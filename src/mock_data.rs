//! Hard-coded demo content. Nothing here is fetched or saved.

use crate::collection::{Card, Rarity};

pub const HERO_PHRASES: &[&str] = &[
    "Score & Predict",
    "Collect & Win",
    "Win & Celebrate",
    "Kheder & Ranem",
    "Predict & Win",
    "Powered by MatchSense AI",
];

pub const OWNED_CARDS: &[Card] = &[
    Card { name: "Rosa Strike", number: 1, rarity: Rarity::Legendary, image: "/assets/player-card-1.png" },
    Card { name: "Azure Ace", number: 7, rarity: Rarity::Rare, image: "/assets/player-card-2.png" },
    Card { name: "Violet Power", number: 5, rarity: Rarity::Rare, image: "/assets/player-card-3.png" },
    Card { name: "Golden Star", number: 2, rarity: Rarity::Legendary, image: "/assets/player-card-4.png" },
    Card { name: "Green Thunder", number: 9, rarity: Rarity::Rare, image: "/assets/player-card-5.png" },
];

/// A slot on one page of the hero album. `delay_s` staggers the fly-in animation.
#[derive(Debug, Clone, Copy, PartialEq)]
pub struct HeroSlot {
    pub id: u8,
    pub image: Option<&'static str>,
    pub delay_s: f32,
}

const fn filled(id: u8, image: &'static str, delay_s: f32) -> HeroSlot {
    HeroSlot { id, image: Some(image), delay_s }
}

const fn empty(id: u8) -> HeroSlot {
    HeroSlot { id, image: None, delay_s: 0.0 }
}

pub const HERO_LEFT_PAGE: [HeroSlot; 6] = [
    filled(1, "/assets/player-card-1.png", 0.0),
    empty(2),
    filled(3, "/assets/player-card-2.png", 1.5),
    empty(4),
    filled(5, "/assets/player-card-3.png", 3.0),
    empty(6),
];

pub const HERO_RIGHT_PAGE: [HeroSlot; 6] = [
    filled(7, "/assets/player-card-4.png", 4.5),
    empty(8),
    filled(9, "/assets/player-card-5.png", 6.0),
    empty(10),
    empty(11),
    empty(12),
];

pub struct Fixture {
    pub home: &'static str,
    pub home_short: &'static str,
    pub away: &'static str,
    pub away_short: &'static str,
    pub competition: &'static str,
    pub venue: &'static str,
    pub kickoff_in: &'static str,
}

pub const TODAYS_MATCH: Fixture = Fixture {
    home: "Barcelona",
    home_short: "Barcelona",
    away: "Real Madrid",
    away_short: "Madrid",
    competition: "La Liga",
    venue: "Camp Nou",
    kickoff_in: "3h 24m",
};

pub struct CommunityPick {
    pub label: &'static str,
    pub percent: u8,
    pub tone: &'static str,
}

pub const COMMUNITY_SPLIT: [CommunityPick; 3] = [
    CommunityPick { label: "Barcelona win", percent: 68, tone: "tone-green" },
    CommunityPick { label: "Draw", percent: 20, tone: "tone-amber" },
    CommunityPick { label: "Madrid win", percent: 12, tone: "tone-blue" },
];

pub struct AlbumStat {
    pub label: &'static str,
    pub value: &'static str,
    pub note: &'static str,
}

pub const ALBUM_STATS: [AlbumStat; 3] = [
    AlbumStat { label: "Album completion", value: "5 / 12", note: "42% complete" },
    AlbumStat { label: "Legendary owned", value: "2 / 4", note: "50% legendary rate" },
    AlbumStat { label: "Collection value", value: "2,450", note: "+180 this week" },
];

pub struct Leader {
    pub id: u32,
    pub name: &'static str,
    pub tagline: &'static str,
    pub cards: u32,
    pub streak: &'static str,
    pub accuracy: u8,
    pub image: &'static str,
}

pub const LEADERBOARD: [Leader; 2] = [
    Leader {
        id: 1,
        name: "Sarah",
        tagline: "Precision Queen",
        cards: 38,
        streak: "7 perfect calls",
        accuracy: 96,
        image: "/assets/sarah.png",
    },
    Leader {
        id: 2,
        name: "Kheder",
        tagline: "Comeback Pro",
        cards: 33,
        streak: "4 match streak",
        accuracy: 92,
        image: "/assets/kheder.png",
    },
];

#[derive(Debug, Clone, Copy, PartialEq, Eq)]
pub enum MatchOutcome {
    Win,
    Loss,
    Pending,
}

impl MatchOutcome {
    pub fn icon(self) -> &'static str {
        match self {
            MatchOutcome::Win => "✔",
            MatchOutcome::Loss => "✖",
            MatchOutcome::Pending => "⏱",
        }
    }

    pub fn card_class(self) -> &'static str {
        match self {
            MatchOutcome::Win => "history-card outcome-win",
            MatchOutcome::Loss => "history-card outcome-loss",
            MatchOutcome::Pending => "history-card outcome-pending",
        }
    }
}

#[derive(Debug, Clone, Copy, PartialEq, Eq)]
pub struct HistoryItem {
    pub id: u32,
    pub opponent: &'static str,
    pub competition: &'static str,
    pub predicted: (u8, u8),
    pub actual: Option<(u8, u8)>,
    pub outcome: MatchOutcome,
}

impl HistoryItem {
    pub fn predicted_label(&self) -> String {
        format!("{}-{}", self.predicted.0, self.predicted.1)
    }

    pub fn final_label(&self) -> String {
        match self.actual {
            Some((home, away)) => format!("{}-{}", home, away),
            None => "—".to_string(),
        }
    }
}

pub const HISTORY: [HistoryItem; 4] = [
    HistoryItem {
        id: 1,
        opponent: "Manchester City",
        competition: "UCL Semi",
        predicted: (2, 1),
        actual: Some((2, 1)),
        outcome: MatchOutcome::Win,
    },
    HistoryItem {
        id: 2,
        opponent: "Atletico Madrid",
        competition: "La Liga",
        predicted: (1, 0),
        actual: Some((1, 2)),
        outcome: MatchOutcome::Loss,
    },
    HistoryItem {
        id: 3,
        opponent: "Sevilla",
        competition: "La Liga",
        predicted: (3, 1),
        actual: Some((3, 1)),
        outcome: MatchOutcome::Win,
    },
    HistoryItem {
        id: 4,
        opponent: "Real Betis",
        competition: "Copa del Rey",
        predicted: (2, 2),
        actual: None,
        outcome: MatchOutcome::Pending,
    },
];

/// Newest first.
pub fn sorted_history() -> Vec<HistoryItem> {
    let mut items = HISTORY.to_vec();
    items.sort_by(|a, b| b.id.cmp(&a.id));
    items
}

....

Prompt:
All of the material above should be reproduced exactly.

Response:
filename src/mock_data.rs
//! Hard-coded demo content. Nothing here is fetched or saved.

use crate::collection::{Card, Rarity};

pub const HERO_PHRASES: &[&str] = &[
    "Score & Predict",
    "Collect & Win",
    "Win & Celebrate",
    "Kheder & Ranem",
    "Predict & Win",
    "Powered by MatchSense AI",
];

pub const OWNED_CARDS: &[Card] = &[
    Card { name: "Rosa Strike", number: 1, rarity: Rarity::Legendary, image: "/assets/player-card-1.png" },
    Card { name: "Azure Ace", number: 7, rarity: Rarity::Rare, image: "/assets/player-card-2.png" },
    Card { name: "Violet Power", number: 5, rarity: Rarity::Rare, image: "/assets/player-card-3.png" },
    Card { name: "Golden Star", number: 2, rarity: Rarity::Legendary, image: "/assets/player-card-4.png" },
    Card { name: "Green Thunder", number: 9, rarity: Rarity::Rare, image: "/assets/player-card-5.png" },
];

/// A slot on one page of the hero album. `delay_s` staggers the fly-in animation.
#[derive(Debug, Clone, Copy, PartialEq)]
pub struct HeroSlot {
    pub id: u8,
    pub image: Option<&'static str>,
    pub delay_s: f32,
}

const fn filled(id: u8, image: &'static str, delay_s: f32) -> HeroSlot {
    HeroSlot { id, image: Some(image), delay_s }
}

const fn empty(id: u8) -> HeroSlot {
    HeroSlot { id, image: None, delay_s: 0.0 }
}

pub const HERO_LEFT_PAGE: [HeroSlot; 6] = [
    filled(1, "/assets/player-card-1.png", 0.0),
    empty(2),
    filled(3, "/assets/player-card-2.png", 1.5),
    empty(4),
    filled(5, "/assets/player-card-3.png", 3.0),
    empty(6),
];

pub const HERO_RIGHT_PAGE: [HeroSlot; 6] = [
    filled(7, "/assets/player-card-4.png", 4.5),
    empty(8),
    filled(9, "/assets/player-card-5.png", 6.0),
    empty(10),
    empty(11),
    empty(12),
];

pub struct Fixture {
    pub home: &'static str,
    pub home_short: &'static str,
    pub away: &'static str,
    pub away_short: &'static str,
    pub competition: &'static str,
    pub venue: &'static str,
    pub kickoff_in: &'static str,
}

pub const TODAYS_MATCH: Fixture = Fixture {
    home: "Barcelona",
    home_short: "Barcelona",
    away: "Real Madrid",
    away_short: "Madrid",
    competition: "La Liga",
    venue: "Camp Nou",
    kickoff_in: "3h 24m",
};

pub struct CommunityPick {
    pub label: &'static str,
    pub percent: u8,
    pub tone: &'static str,
}

pub const COMMUNITY_SPLIT: [CommunityPick; 3] = [
    CommunityPick { label: "Barcelona win", percent: 68, tone: "tone-green" },
    CommunityPick { label: "Draw", percent: 20, tone: "tone-amber" },
    CommunityPick { label: "Madrid win", percent: 12, tone: "tone-blue" },
];

pub struct AlbumStat {
    pub label: &'static str,
    pub value: &'static str,
    pub note: &'static str,
}

pub const ALBUM_STATS: [AlbumStat; 3] = [
    AlbumStat { label: "Album completion", value: "5 / 12", note: "42% complete" },
    AlbumStat { label: "Legendary owned", value: "2 / 4", note: "50% legendary rate" },
    AlbumStat { label: "Collection value", value: "2,450", note: "+180 this week" },
];

pub struct Leader {
    pub id: u32,
    pub name: &'static str,
    pub tagline: &'static str,
    pub cards: u32,
    pub streak: &'static str,
    pub accuracy: u8,
    pub image: &'static str,
}

pub const LEADERBOARD: [Leader; 2] = [
    Leader {
        id: 1,
        name: "Sarah",
        tagline: "Precision Queen",
        cards: 38,
        streak: "7 perfect calls",
        accuracy: 96,
        image: "/assets/sarah.png",
    },
    Leader {
        id: 2,
        name: "Kheder",
        tagline: "Comeback Pro",
        cards: 33,
        streak: "4 match streak",
        accuracy: 92,
        image: "/assets/kheder.png",
    },
];

#[derive(Debug, Clone, Copy, PartialEq, Eq)]
pub enum MatchOutcome {
    Win,
    Loss,
    Pending,
}

impl MatchOutcome {
    pub fn icon(self) -> &'static str {
        match self {
            MatchOutcome::Win => "✔",
            MatchOutcome::Loss => "✖",
            MatchOutcome::Pending => "⏱",
        }
    }

    pub fn card_class(self) -> &'static str {
        match self {
            MatchOutcome::Win => "history-card outcome-win",
            MatchOutcome::Loss => "history-card outcome-loss",
            MatchOutcome::Pending => "history-card outcome-pending",
        }
    }
}

#[derive(Debug, Clone, Copy, PartialEq, Eq)]
pub struct HistoryItem {
    pub id: u32,
    pub opponent: &'static str,
    pub competition: &'static str,
    pub predicted: (u8, u8),
    pub actual: Option<(u8, u8)>,
    pub outcome: MatchOutcome,
}

impl HistoryItem {
    pub fn predicted_label(&self) -> String {
        format!("{}-{}", self.predicted.0, self.predicted.1)
    }

    pub fn final_label(&self) -> String {
        match self.actual {
            Some((home, away)) => format!("{}-{}", home, away),
            None => "—".to_string(),
        }
    }
}

pub const HISTORY: [HistoryItem; 4] = [
    HistoryItem {
        id: 1,
        opponent: "Manchester City",
        competition: "UCL Semi",
        predicted: (2, 1),
        actual: Some((2, 1)),
        outcome: MatchOutcome::Win,
    },
    HistoryItem {
        id: 2,
        opponent: "Atletico Madrid",
        competition: "La Liga",
        predicted: (1, 0),
        actual: Some((1, 2)),
        outcome: MatchOutcome::Loss,
    },
    HistoryItem {
        id: 3,
        opponent: "Sevilla",
        competition: "La Liga",
        predicted: (3, 1),
        actual: Some((3, 1)),
        outcome: MatchOutcome::Win,
    },
    HistoryItem {
        id: 4,
        opponent: "Real Betis",
        competition: "Copa del Rey",
        predicted: (2, 2),
        actual: None,
        outcome: MatchOutcome::Pending,
    },
];

/// Newest first.
pub fn sorted_history() -> Vec<HistoryItem> {
    let mut items = HISTORY.to_vec();
    items.sort_by(|a, b| b.id.cmp(&a.id));
    items
}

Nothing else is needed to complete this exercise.